磐石のキャスティングで、演技面は何の不安もない。中井貴一の喜劇俳優ぶりには磨きがかかっているし、賑やかしのバイプレイヤーに徹するマツケンがとても新鮮だ。平田満に橋爪功に岸井ゆきの、面子の安心感と微笑ましいやり取りに癒されてこちらも笑顔になった。
現代パートと同じ顔ぶれで繰り広げる時代劇パートは、喜劇調のユルさがあるとはいえ、一部でも演技があやふやだったら学芸会っぽくなりそうなもの。でももう皆さんさすが、演じ分けてます。見る側も、すんなり江戸時代に入っていける。
そして、脚本家加藤と一緒に知識として聞いた当時の測量や地図制作を、今度は現場で目の当たりにする。歩幅で測る現地測量、手書きでの計算と記録の工程。あんな気の遠くなるような作業を伊能が生前55歳で始めて17年、弟子たちが引き継いで3年。
本作には生前の伊能は一切出てこない。だが、自分たちの命を賭して(伊能が亡くなったことを幕府に伝えれば地図制作は頓挫、死亡を秘匿していることが明らかになれば死罪)日本地図完成へと邁進する弟子や家族の姿から、彼らにそこまでさせる在りし日の伊能の情熱がはっきりと伝わってくる。そこかしこに散りばめられた落語らしいユーモアでほぐされた心に、執念の偉業と弟子たちの忠義が沁みた。

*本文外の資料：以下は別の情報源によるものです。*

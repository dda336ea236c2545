//! Transaction lifecycle: per-transaction contexts and the coordinator that
//! flushes or discards their outbox when the host ends the transaction.

mod context;
mod coordinator;
mod event;

pub use context::{TransactionContext, TransactionId, TransactionState};
pub use coordinator::{FlushReport, LifecycleCoordinator};
pub use event::TransactionEvent;
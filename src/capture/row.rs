use base64::engine::general_purpose::STANDARD;
use base64::Engine;

/// A column value in the host's canonical form.
#[derive(Clone, Debug, PartialEq)]
pub enum Value {
    Null,
    Integer(i64),
    Real(f64),
    Text(String),
    Blob(Vec<u8>),
}

impl Value {
    /// Text form used in notification bodies. Blobs are base64, NULL has none.
    pub fn render(&self) -> Option<String> {
        match self {
            Value::Null => None,
            Value::Integer(v) => Some(v.to_string()),
            Value::Real(v) => Some(v.to_string()),
            Value::Text(v) => Some(v.clone()),
            Value::Blob(v) => Some(STANDARD.encode(v)),
        }
    }
}

impl From<&str> for Value {
    fn from(value: &str) -> Self {
        Value::Text(value.to_string())
    }
}

impl From<String> for Value {
    fn from(value: String) -> Self {
        Value::Text(value)
    }
}

impl From<i64> for Value {
    fn from(value: i64) -> Self {
        Value::Integer(value)
    }
}

impl From<f64> for Value {
    fn from(value: f64) -> Self {
        Value::Real(value)
    }
}

impl From<Vec<u8>> for Value {
    fn from(value: Vec<u8>) -> Self {
        Value::Blob(value)
    }
}

impl<T: Into<Value>> From<Option<T>> for Value {
    fn from(value: Option<T>) -> Self {
        value.map_or(Value::Null, Into::into)
    }
}

#[derive(Clone, Debug, PartialEq)]
pub struct Column {
    pub name: String,
    pub value: Value,
}

/// The new image of a changed row, columns in table order.
#[derive(Clone, Debug, Default, PartialEq)]
pub struct Row {
    columns: Vec<Column>,
}

impl Row {
    pub fn new() -> Self {
        Self::default()
    }

    /// Builder-style column append.
    pub fn with(mut self, name: impl Into<String>, value: impl Into<Value>) -> Self {
        self.push(name, value);
        self
    }

    pub fn push(&mut self, name: impl Into<String>, value: impl Into<Value>) {
        self.columns.push(Column {
            name: name.into(),
            value: value.into(),
        });
    }

    pub fn columns(&self) -> &[Column] {
        &self.columns
    }

    pub fn first(&self) -> Option<&Column> {
        self.columns.first()
    }

    pub fn get(&self, name: &str) -> Option<&Value> {
        self.columns
            .iter()
            .find(|column| column.name == name)
            .map(|column| &column.value)
    }

    pub fn len(&self) -> usize {
        self.columns.len()
    }

    pub fn is_empty(&self) -> bool {
        self.columns.is_empty()
    }
}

北川景子は「あの」役も自ら演じたのだろうか?わざわざ代役立てる意味もなさそうだし。なかなかやるなあ、好きになった。
ラストは落語のオチらしく落としてあり、伊能イズムが現代に息づいた瞬間でもあって、とても爽快だった。
年齢を重ね、人生の方向性があらかた見えてくると、ともすれば減ってゆく残り時間に心が折れ、新しい目標を探しそこを目指す気力を失いがちだ。

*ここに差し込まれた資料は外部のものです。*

//! In-memory bus for tests and single-process setups.

use std::collections::HashSet;
use std::sync::{Arc, Mutex, PoisonError, RwLock};
use std::time::{Duration, Instant};

use super::{BusMessage, PublishError, Transport};

#[derive(Debug, Default)]
struct FaultPlan {
    /// Publish attempts seen so far, successful or not.
    attempts: usize,
    /// 1-based attempt numbers that fail.
    failing_attempts: HashSet<usize>,
    failing_topics: HashSet<String>,
    closed: bool,
}

/// Thread-safe in-memory message log implementing [`Transport`].
///
/// Clones share the same log, so a test can keep one handle while the
/// publisher owns another. Each subscriber created through
/// [`InMemoryBus::new_subscriber`] reads the log from its own position.
///
/// ## Example
///
/// ```
/// use txn_notify::bus::{BusMessage, InMemoryBus, Transport};
///
/// let bus = InMemoryBus::new();
/// let mut transport = bus.clone();
/// transport.publish(&BusMessage::new("my_channel", b"{}".to_vec())).unwrap();
///
/// let message = bus.poll(10).unwrap();
/// assert_eq!(message.topic, "my_channel");
/// ```
#[derive(Clone, Debug, Default)]
pub struct InMemoryBus {
    log: Arc<RwLock<Vec<BusMessage>>>,
    position: Arc<Mutex<usize>>,
    faults: Arc<Mutex<FaultPlan>>,
}

impl InMemoryBus {
    pub fn new() -> Self {
        Self::default()
    }

    /// Create a subscriber that shares the log but has its own read position.
    pub fn new_subscriber(&self) -> Self {
        Self {
            log: Arc::clone(&self.log),
            position: Arc::new(Mutex::new(0)),
            faults: Arc::clone(&self.faults),
        }
    }

    /// Make the `n`-th publish attempt (1-based, counted across all topics) fail.
    pub fn fail_attempt(&self, n: usize) {
        self.faults().failing_attempts.insert(n);
    }

    /// Make every publish to `topic` fail.
    pub fn fail_topic(&self, topic: impl Into<String>) {
        self.faults().failing_topics.insert(topic.into());
    }

    /// Number of publish attempts, including failed ones.
    pub fn attempts(&self) -> usize {
        self.faults().attempts
    }

    pub fn is_closed(&self) -> bool {
        self.faults().closed
    }

    /// All delivered messages in publish order.
    pub fn messages(&self) -> Vec<BusMessage> {
        self.log().clone()
    }

    /// Delivered messages for one topic.
    pub fn messages_on(&self, topic: &str) -> Vec<BusMessage> {
        self.log()
            .iter()
            .filter(|message| message.topic == topic)
            .cloned()
            .collect()
    }

    /// Payloads of all delivered messages, as text.
    pub fn payloads(&self) -> Vec<String> {
        self.log()
            .iter()
            .map(|message| String::from_utf8_lossy(&message.payload).into_owned())
            .collect()
    }

    pub fn len(&self) -> usize {
        self.log().len()
    }

    pub fn is_empty(&self) -> bool {
        self.log().is_empty()
    }

    /// Wait up to `timeout_ms` for the next unread message.
    pub fn poll(&self, timeout_ms: u64) -> Option<BusMessage> {
        let deadline = Instant::now() + Duration::from_millis(timeout_ms);

        loop {
            {
                let log = self.log();
                let mut position = self.position.lock().unwrap_or_else(PoisonError::into_inner);
                if *position < log.len() {
                    let message = log[*position].clone();
                    *position += 1;
                    return Some(message);
                }
            }

            if Instant::now() >= deadline {
                return None;
            }

            std::thread::sleep(Duration::from_millis(1));
        }
    }

    /// Clear the log, read position and fault plan.
    pub fn clear(&self) {
        self.log.write().unwrap_or_else(PoisonError::into_inner).clear();
        *self.position.lock().unwrap_or_else(PoisonError::into_inner) = 0;
        *self.faults() = FaultPlan::default();
    }

    fn log(&self) -> std::sync::RwLockReadGuard<'_, Vec<BusMessage>> {
        self.log.read().unwrap_or_else(PoisonError::into_inner)
    }

    fn faults(&self) -> std::sync::MutexGuard<'_, FaultPlan> {
        self.faults.lock().unwrap_or_else(PoisonError::into_inner)
    }
}

impl Transport for InMemoryBus {
    fn publish(&mut self, message: &BusMessage) -> Result<(), PublishError> {
        {
            let mut faults = self.faults.lock().map_err(|_| PublishError::LockPoisoned)?;
            if faults.closed {
                return Err(PublishError::NotConnected);
            }
            faults.attempts += 1;
            let attempt = faults.attempts;
            if faults.failing_attempts.contains(&attempt) {
                return Err(PublishError::Transport(format!(
                    "injected failure on attempt {}",
                    attempt
                )));
            }
            if faults.failing_topics.contains(&message.topic) {
                return Err(PublishError::Rejected(format!(
                    "topic {} is failing",
                    message.topic
                )));
            }
        }

        self.log
            .write()
            .map_err(|_| PublishError::LockPoisoned)?
            .push(message.clone());
        Ok(())
    }

    fn close(&mut self) -> Result<(), PublishError> {
        self.faults.lock().map_err(|_| PublishError::LockPoisoned)?.closed = true;
        Ok(())
    }
}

選択肢や手段の多い現代でさえそうなのに、理由なしには国内移動さえ自由でない江戸時代に生きたこの学者の、壮年を過ぎてなお衰えないエネルギーはどうだろう。それは立川志の輔を動かして創作落語を作らせ、中井貴一はその落語に感動して、渋る志の輔師匠に映画化を直談判し、企画に名を連ねた。(この辺が、作中で脚本家宅に日参する池本の姿にオーバーラップするのも面白い。)一人二役というキャスティングには、時代が違っても人間はそんなに変わらない、現代で偉人と言われる人々も、当時はただその時代を必死に生きていただけというメッセージをこめたとのこと。
いつの時代も、どこにいても何歳でも、新しく日々何かを積み重ねることは例え小さくても尊いものであり、そこから可能性の扉は開かれる。志の輔師匠が感じた鳥肌モノのちゅうけいさんのパワーと希望を、私もこの映画から受け取った。